Le Conseil constitutionnel a rendu, le 13 juillet 2011, une décision relative à la conformité de l’article 274 du code civil à la Constitution. Un justiciable a soulevé une question prioritaire de constitutionnalité lors d’un litige portant sur l’exécution d’une prestation compensatoire. Le requérant contestait la faculté pour le juge aux affaires familiales d’ordonner l’attribution forcée d’un bien immobilier au profit de son conjoint. Cette mesure porterait selon lui une atteinte excessive au droit de propriété garanti par la Déclaration des droits de l’homme de 1789. La question posée consistait à déterminer si une cession forcée pour le paiement d’une dette civile constituait une privation de propriété interdite. Les sages ont jugé la disposition conforme sous réserve d’interprétation stricte quant à la subsidiarité de cette modalité d’exécution particulière. L’analyse portera d’abord sur la qualification juridique de l’atteinte avant d’étudier les conditions de la conciliation opérée par le juge constitutionnel.
I. La qualification juridique de l’atteinte au droit de propriété
A. L’exclusion de la privation de propriété au sens de l’article 17
Le Conseil constitutionnel écarte d’abord l’application de l’article 17 de la Déclaration de 1789 pour privilégier le cadre général de l’article 2. Il considère que l’attribution forcée « n’entre pas dans le champ d’application de l’article 17 » car elle constitue une modalité de paiement. La décision précise que cette mesure tend à assurer la conciliation entre les droits patrimoniaux des créanciers et des débiteurs de l’obligation. Le transfert de propriété résulte ici d’une dette judiciairement constatée et non d’une nécessité publique imposée par la puissance administrative. Les juges soulignent que l’exécution forcée sur les biens du débiteur participe de l’effectivité des créances civiles et commerciales légalement établies. Cette qualification juridique permet d’éviter la rigueur de la juste et préalable indemnité exigée pour les cas d’expropriation publique.

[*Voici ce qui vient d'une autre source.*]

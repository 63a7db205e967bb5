use std::fs;
use std::io::{self, Write};
use std::path::PathBuf;

use anyhow::{Context, Result};
use log::*;
use memmap2::Mmap;
use structopt::*;

use zipvfs::*;

#[derive(Debug, StructOpt)]
#[structopt(
    name = "zipfs",
    about = "Browses a ZIP archive (or one appended to this program) as a file system"
)]
struct Opt {
    /// Pass multiple times for additional verbosity (info, debug, trace)
    #[structopt(short, long, parse(from_occurrences))]
    verbosity: usize,

    /// The archive to open. Without one, look for an archive on the end of this program.
    #[structopt(short, long)]
    archive: Option<PathBuf>,

    /// Treat this directory in the archive as the root.
    #[structopt(short, long, default_value = "/")]
    prefix: String,

    /// Open every file as a stream, even when it could be read in place.
    #[structopt(long)]
    no_seek: bool,

    #[structopt(subcommand)]
    command: Command,
}

#[derive(Debug, StructOpt)]
enum Command {
    /// Lists a directory.
    Ls {
        #[structopt(default_value = "/")]
        path: String,
    },
    /// Writes a file to stdout.
    Cat { path: String },
    /// Prints every path starting with the given prefix.
    Find { prefix: String },
    /// Prints every path containing the pattern's characters, in order.
    Fuzzy { pattern: String },
    /// Prints everything under a directory.
    Tree {
        #[structopt(default_value = "/")]
        path: String,
    },
}

/// A memory-mapped archive
struct Mapped(Mmap);

impl ReadAt for Mapped {
    fn read_at(&self, offset: u64, buf: &mut [u8]) -> io::Result<usize> {
        self.0[..].read_at(offset, buf)
    }

    fn size(&self) -> io::Result<u64> {
        Ok(self.0.len() as u64)
    }
}

fn main() -> Result<()> {
    let args = Opt::from_args();

    let mut errlog = stderrlog::new();
    errlog.verbosity(args.verbosity + 1);
    errlog.init()?;

    let archive = match &args.archive {
        Some(path) => {
            info!("Memory mapping {}", path.display());
            let zip_file = fs::File::open(path)
                .with_context(|| format!("Couldn't open {}", path.display()))?;
            let mapping = unsafe { Mmap::map(&zip_file).context("Couldn't mmap zip file")? };
            ZipArchive::with_prepended_data(Mapped(mapping))
                .context("Couldn't load archive")?
                .0
        }
        None => ZipArchive::embedded().context("Couldn't find an archive on this program")?,
    };

    let zip_fs = if args.no_seek {
        ZipFileSystem::without_seeking(archive)
    } else {
        ZipFileSystem::new(archive)
    };

    // Searches work on the whole archive; everything else goes through the prefix.
    let mounted = prefix(&args.prefix, &zip_fs);
    match args.command {
        Command::Ls { path } => ls(&mounted, &path),
        Command::Cat { path } => cat(&mounted, &path),
        Command::Find { prefix } => print_paths(zip_fs.paths_with_prefix(&prefix)),
        Command::Fuzzy { pattern } => print_paths(zip_fs.fuzzy_find(&pattern)),
        Command::Tree { path } => tree(&mounted, &path),
    }
}

fn ls(fs: &impl FileSystem, path: &str) -> Result<()> {
    let mut dir = fs.open(path)?;
    if !dir.is_dir() {
        print_info(&dir.stat());
        return Ok(());
    }
    for info in dir.read_dir(-1)? {
        print_info(&info);
    }
    Ok(())
}

fn print_info(info: &FileInfo) {
    println!(
        "{}{:o} {:>10} {} {}{}",
        if info.is_dir() { 'd' } else { '-' },
        info.mode(),
        info.size(),
        info.modified().format("%Y-%m-%d %H:%M"),
        info.name(),
        if info.is_dir() { "/" } else { "" }
    );
}

fn cat(fs: &impl FileSystem, path: &str) -> Result<()> {
    let mut file = fs.open(path)?;
    let stdout = io::stdout();
    let mut out = stdout.lock();
    io::copy(&mut file, &mut out).with_context(|| format!("Couldn't read {}", path))?;
    out.flush()?;
    Ok(())
}

fn print_paths(paths: Vec<String>) -> Result<()> {
    for path in paths {
        println!("{}", path);
    }
    Ok(())
}

fn tree(fs: &impl FileSystem, path: &str) -> Result<()> {
    let mut dir = fs.open(path)?;
    println!("{}", dir.path());
    walk(fs, path, &mut dir, 1)
}

fn walk(fs: &impl FileSystem, path: &str, dir: &mut File, depth: usize) -> Result<()> {
    // Page through, like a server listing a big directory would.
    loop {
        let page = dir.read_dir(32)?;
        if page.is_empty() {
            return Ok(());
        }
        for info in page {
            println!("{:indent$}{}", "", info.name(), indent = depth * 2);
            if info.is_dir() {
                let child = format!("{}/{}", path.trim_end_matches('/'), info.name());
                let mut child_dir = fs.open(&child)?;
                walk(fs, &child, &mut child_dir, depth + 1)?;
            }
        }
    }
}
/// Data from a central directory entry
///
/// Each of these records contians information about a file or folder
/// stored in the ZIP archive.
#[derive(Debug)]
pub struct CentralDirectoryEntry<'a> {
    pub source_version: u16,
    pub flags: u16,
    pub compression_method: u16,
    pub last_modified_time: u16,
    pub last_modified_date: u16,
    pub crc32: u32,
    pub compressed_size: u32,
    pub uncompressed_size: u32,
    pub disk_number: u16,
    pub external_file_attributes: u32,
    pub header_offset: u32,
    pub path: &'a [u8],
    pub extra_field: &'a [u8],
}

impl<'a> CentralDirectoryEntry<'a> {
    pub fn parse_and_consume(directory: &mut &'a [u8]) -> ZipResult<Self> {
        // 4.3.12  Central directory structure:
        //
        //   central file header signature   4 bytes  (0x02014b50)
        //   version made by                 2 bytes
        //   version needed to extract       2 bytes
        //   general purpose bit flag        2 bytes
        //   compression method              2 bytes
        //   last mod file time              2 bytes
        //   last mod file date              2 bytes
        //   crc-32                          4 bytes
        //   compressed size                 4 bytes
        //   uncompressed size               4 bytes
        //   file name length                2 bytes
        //   extra field length              2 bytes
        //   file comment length             2 bytes
        //   disk number start               2 bytes
        //   internal file attributes        2 bytes
        //   external file attributes        4 bytes
        //   relative offset of local header 4 bytes
        //
        //   file name (variable size)
        //   extra field (variable size)
        //   file comment (variable size)
        let mut fields = Fields::new(directory, "Truncated central directory entry");
        fields
            .magic(CENTRAL_DIRECTORY_MAGIC)
            .map_err(|_| ZipError::InvalidArchive("Invalid central directory entry"))?;
        let source_version = fields.u16()?;
        let _minimum_extract_version = fields.u16()?;
        let flags = fields.u16()?;
        let compression_method = fields.u16()?;
        let last_modified_time = fields.u16()?;
        let last_modified_date = fields.u16()?;
        let crc32 = fields.u32()?;
        let compressed_size = fields.u32()?;
        let uncompressed_size = fields.u32()?;
        let path_length = fields.u16()? as usize;
        let extra_field_length = fields.u16()? as usize;
        let comment_length = fields.u16()? as usize;
        let disk_number = fields.u16()?;
        let _internal_file_attributes = fields.u16()?;
        let external_file_attributes = fields.u32()?;
        let header_offset = fields.u32()?;
        let path = fields.take(path_length)?;
        let extra_field = fields.take(extra_field_length)?;
        let _comment = fields.take(comment_length)?;
        *directory = fields.rest;

        Ok(Self {
            source_version,
            flags,
            compression_method,
            last_modified_time,
            last_modified_date,
            crc32,
            compressed_size,
            uncompressed_size,
            disk_number,
            external_file_attributes,
            header_offset,
            path,
            extra_field,
        })
    }
}
use crate::result::*;

/// A checked cast from u64 to usize, for sizing buffers
/// from values read out of the archive.
pub fn usize<I: Into<u64>>(i: I) -> ZipResult<usize> {
    let i: u64 = i.into();
    usize::try_from(i).map_err(|_| ZipError::InsufficientAddressSpace)
}
//! Finding a ZIP archive inside some larger file.
//!
//! A ZIP archive is read from the back: its End of central directory record
//! says where the central directory is, relative to the archive's start.
//! When an archive is glued onto the end of an executable,
//! nothing tells us where that start is, but the record's offsets do:
//! the central directory ends right where the record begins,
//! so the archive is `offset + size` bytes long, plus the record itself.

use std::env;
use std::ffi::OsString;
use std::fs::File;
use std::io;
use std::path::{Path, PathBuf};

use log::*;

use crate::arch::usize;
use crate::format::{self, EndOfCentralDirectory};
use crate::result::*;
use crate::source::ReadAt;

/// How far from the end of the file we look for the End of central directory record:
/// a maximum-length comment plus the fixed part of the record (and some slack).
pub const TAIL_SEARCH_LEN: u64 = 65 * 1024 + EndOfCentralDirectory::FIXED_SIZE as u64;

/// The bytes of a source occupied by an archive.
#[derive(Debug, Copy, Clone, PartialEq, Eq)]
pub struct ArchiveRange {
    /// Offset of the archive's first byte in the source
    pub start: u64,
    /// Length of the archive, through the end of its trailing comment
    pub len: u64,
}

impl ArchiveRange {
    pub fn end(&self) -> u64 {
        self.start + self.len
    }
}

/// Finds the archive in the last `total_size` bytes of `source`.
pub fn locate<R: ReadAt + ?Sized>(source: &R, total_size: u64) -> ZipResult<ArchiveRange> {
    find_archive(source, total_size).map(|(range, _)| range)
}

/// Like [`locate()`], but also hands back the parsed End of central directory record.
pub(crate) fn find_archive<R: ReadAt + ?Sized>(
    source: &R,
    total_size: u64,
) -> ZipResult<(ArchiveRange, EndOfCentralDirectory)> {
    if total_size == 0 {
        return Err(ZipError::InvalidArchive("Empty file"));
    }

    let tail_len = total_size.min(TAIL_SEARCH_LEN);
    let mut tail = vec![0; usize(tail_len)?];
    source.read_exact_at(total_size - tail_len, &mut tail)?;

    let eocdr_posit = format::find_eocdr(&tail).ok_or(ZipError::InvalidArchive(
        "Couldn't find End Of Central Directory Record",
    ))?;
    let eocdr = EndOfCentralDirectory::parse(&tail[eocdr_posit..])?;
    trace!("{:?}", eocdr);

    // Everything from the record's signature to the end of the file
    // belongs to the archive too.
    let trailer_len = tail_len - eocdr_posit as u64;
    let archive_len = eocdr.central_directory_offset as u64
        + eocdr.central_directory_size as u64
        + trailer_len;
    if archive_len > total_size {
        return Err(ZipError::InvalidArchive(
            "Central directory extends past the start of the file",
        ));
    }

    let range = ArchiveRange {
        start: total_size - archive_len,
        len: archive_len,
    };
    debug!(
        "Found {}-byte archive at offset {} of {}-byte file",
        range.len, range.start, total_size
    );
    Ok((range, eocdr))
}

/// Opens the running executable, so we can look for an archive on its end.
///
/// Goes by `argv[0]` like the archive-appending tools expect,
/// falling back to [`std::env::current_exe()`] when that's unavailable
/// or doesn't name a file (e.g., the program was found through `$PATH`).
pub fn open_current_exe() -> io::Result<(File, PathBuf)> {
    let invoked_as = env::args_os()
        .next()
        .filter(|arg| !arg.is_empty())
        .map(PathBuf::from);
    open_invoked_as(invoked_as)
}

fn open_invoked_as(invoked_as: Option<PathBuf>) -> io::Result<(File, PathBuf)> {
    if let Some(path) = invoked_as {
        match open_with_suffix(&path, env::consts::EXE_SUFFIX) {
            Err(e) if e.kind() == io::ErrorKind::NotFound => {
                debug!(
                    "{} isn't a path to us, asking the OS where we are",
                    path.display()
                );
            }
            opened => return opened,
        }
    }
    let current = env::current_exe()?;
    open_with_suffix(&current, env::consts::EXE_SUFFIX)
}

/// Opens `path`, or `path` + `suffix` if the former doesn't exist
/// (on platforms like Windows, executables can be invoked without their `.exe`).
pub fn open_with_suffix(path: &Path, suffix: &str) -> io::Result<(File, PathBuf)> {
    match File::open(path) {
        Ok(f) => Ok((f, path.to_owned())),
        Err(e) if e.kind() == io::ErrorKind::NotFound && !suffix.is_empty() => {
            let mut with_suffix = OsString::from(path.as_os_str());
            with_suffix.push(suffix);
            let with_suffix = PathBuf::from(with_suffix);
            debug!(
                "{} not found, trying {}",
                path.display(),
                with_suffix.display()
            );
            File::open(&with_suffix).map(|f| (f, with_suffix))
        }
        Err(e) => Err(e),
    }
}

#[cfg(test)]
mod test {
    use super::*;
    use crate::format::EOCDR_MAGIC;

    /// An empty archive: just the End of central directory record,
    /// pointing at a central directory of `cd_size` bytes at `cd_offset`.
    fn end_record(cd_offset: u32, cd_size: u32, comment: &[u8]) -> Vec<u8> {
        let mut record = EOCDR_MAGIC.to_vec();
        record.extend_from_slice(&[0; 8]);
        record.extend_from_slice(&cd_size.to_le_bytes());
        record.extend_from_slice(&cd_offset.to_le_bytes());
        record.extend_from_slice(&(comment.len() as u16).to_le_bytes());
        record.extend_from_slice(comment);
        record
    }

    fn locate_in(file: &[u8]) -> ZipResult<ArchiveRange> {
        locate(file, file.len() as u64)
    }

    #[test]
    fn bare_archive_starts_at_zero() {
        // 40 bytes of "entries", 10 of central directory, then the record
        let mut file = vec![0xaa; 50];
        file.extend_from_slice(&end_record(40, 10, b""));
        let range = locate_in(&file).unwrap();
        assert_eq!(range, ArchiveRange { start: 0, len: 72 });
        assert_eq!(range.end(), file.len() as u64);
    }

    #[test]
    fn prepended_bytes_are_skipped() {
        let mut file = b"#!/bin/sh\necho this is the host program\n".to_vec();
        let host_len = file.len() as u64;
        file.extend_from_slice(&[0xaa; 50]);
        file.extend_from_slice(&end_record(40, 10, b"a comment"));
        let range = locate_in(&file).unwrap();
        assert_eq!(range.start, host_len);
        assert_eq!(range.len, 50 + 22 + 9);
    }

    #[test]
    fn trailing_record_beats_earlier_signatures() {
        // The host program happens to contain a whole (bogus) record.
        let mut file = b"host".to_vec();
        file.extend_from_slice(&end_record(0, 0, b""));
        file.extend_from_slice(b"more host code");
        let host_len = file.len() as u64;
        file.extend_from_slice(&[0xaa; 30]);
        file.extend_from_slice(&end_record(20, 10, b""));
        let range = locate_in(&file).unwrap();
        assert_eq!(range.start, host_len);
        assert_eq!(range.len, 52);
    }

    #[test]
    fn signature_in_comment_is_ignored() {
        let mut comment = b"see ".to_vec();
        comment.extend_from_slice(&EOCDR_MAGIC);
        let mut file = vec![0xaa; 30];
        file.extend_from_slice(&end_record(20, 10, &comment));
        let range = locate_in(&file).unwrap();
        assert_eq!(range, ArchiveRange { start: 0, len: 30 + 22 + 8 });
    }

    #[test]
    fn only_the_tail_is_searched() {
        let mut file = end_record(0, 0, b"");
        file.extend(std::iter::repeat(0).take(TAIL_SEARCH_LEN as usize));
        match locate_in(&file) {
            Err(ZipError::InvalidArchive(_)) => {}
            other => panic!("Expected InvalidArchive, got {:?}", other),
        }
    }

    #[test]
    fn failures() {
        match locate_in(b"") {
            Err(ZipError::InvalidArchive(msg)) => assert_eq!(msg, "Empty file"),
            other => panic!("Expected InvalidArchive, got {:?}", other),
        }
        match locate_in(b"no archive here, sorry") {
            Err(ZipError::InvalidArchive(_)) => {}
            other => panic!("Expected InvalidArchive, got {:?}", other),
        }
        // Claims a central directory bigger than the whole file
        let file = end_record(1000, 10, b"");
        match locate_in(&file) {
            Err(ZipError::InvalidArchive(_)) => {}
            other => panic!("Expected InvalidArchive, got {:?}", other),
        }
    }

    #[test]
    fn short_reads_are_io_errors() {
        let file = end_record(0, 0, b"");
        // Claim the source is bigger than it is.
        match locate(&file[..], 100) {
            Err(ZipError::Io(e)) => assert_eq!(e.kind(), io::ErrorKind::UnexpectedEof),
            other => panic!("Expected Io, got {:?}", other),
        }
    }

    #[test]
    fn suffix_is_tried_when_missing() {
        let dir = tempfile::tempdir().unwrap();
        let bare = dir.path().join("server");
        let suffixed = dir.path().join("server.exe");
        std::fs::write(&suffixed, b"MZ").unwrap();

        let (_, opened) = open_with_suffix(&bare, ".exe").unwrap();
        assert_eq!(opened, suffixed);

        // No suffix to try, no luck
        let err = open_with_suffix(&bare, "").unwrap_err();
        assert_eq!(err.kind(), io::ErrorKind::NotFound);

        // The bare path wins when it exists.
        std::fs::write(&bare, b"\x7fELF").unwrap();
        let (_, opened) = open_with_suffix(&bare, ".exe").unwrap();
        assert_eq!(opened, bare);
    }

    #[test]
    fn finds_our_own_executable() {
        // The test binary has no archive on it, but we should be able to open it.
        let (file, _) = open_current_exe().unwrap();
        assert!(file.metadata().unwrap().len() > 0);
    }

    #[test]
    fn bare_program_names_fall_back_to_the_os() {
        // What argv[0] looks like when a program is found through $PATH
        let bare = PathBuf::from("some-program-that-is-not-in-the-working-directory");
        let (_, opened) = open_invoked_as(Some(bare)).unwrap();
        assert_eq!(opened, env::current_exe().unwrap());

        let (_, opened) = open_invoked_as(None).unwrap();
        assert_eq!(opened, env::current_exe().unwrap());
    }
}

B. L’encadrement des limites à l’exercice du droit de propriété
L’atteinte est examinée sous l’angle des restrictions apportées à l’exercice de la propriété, conformément aux principes de l’article 2 de la Déclaration. Le Conseil rappelle que ces limites « doivent être justifiées par un motif d’intérêt général et proportionnées à l’objectif poursuivi » par le législateur. Le juge constitutionnel vérifie que le législateur a respecté un équilibre raisonnable entre les prérogatives du propriétaire et les intérêts des tiers. Cette approche permet de valider le principe de la cession forcée tout en soumettant sa validité à la finalité sociale du divorce. La légitimité de la mesure dépend directement de l’objectif de protection attaché au règlement des conséquences financières de la séparation.
II. La conciliation proportionnée entre droit de propriété et protection du conjoint
A. La légitimité de l’objectif d’intérêt général poursuivi
Le législateur a entendu faciliter la constitution d’un capital pour régler définitivement les effets pécuniaires résultant de la séparation des époux. L’objectif est de « garantir la protection du conjoint dont la situation économique est la moins favorisée » après la rupture du lien matrimonial. La volonté de limiter les contentieux postérieurs au prononcé du divorce constitue un motif d’intérêt général suffisant pour justifier une telle mesure. Cette finalité sociale permet d’autoriser une atteinte au patrimoine du débiteur afin d’assurer l’effectivité immédiate du versement de la prestation due. L’attribution d’un bien en propriété permet en effet d’éteindre la dette sans dépendre de la solvabilité future de l’intéressé.
B. Le caractère subsidiaire de l’attribution forcée du bien
Le Conseil constitutionnel assortit sa déclaration de conformité d’une réserve impérative limitant le pouvoir d’appréciation du juge aux affaires familiales. L’atteinte n’est proportionnée que si elle constitue une « modalité subsidiaire d’exécution de la prestation compensatoire en capital » selon les termes du juge. Le magistrat peut ordonner la cession seulement si le versement d’une somme d’argent n’apparaît pas suffisant pour garantir le paiement intégral. Cette exigence de subsidiarité protège le droit de propriété en imposant une hiérarchie stricte entre les différents modes d’exécution de la créance. Le respect de la Constitution dépend désormais de la démonstration par le juge du fond de l’insuffisance des autres garanties de paiement.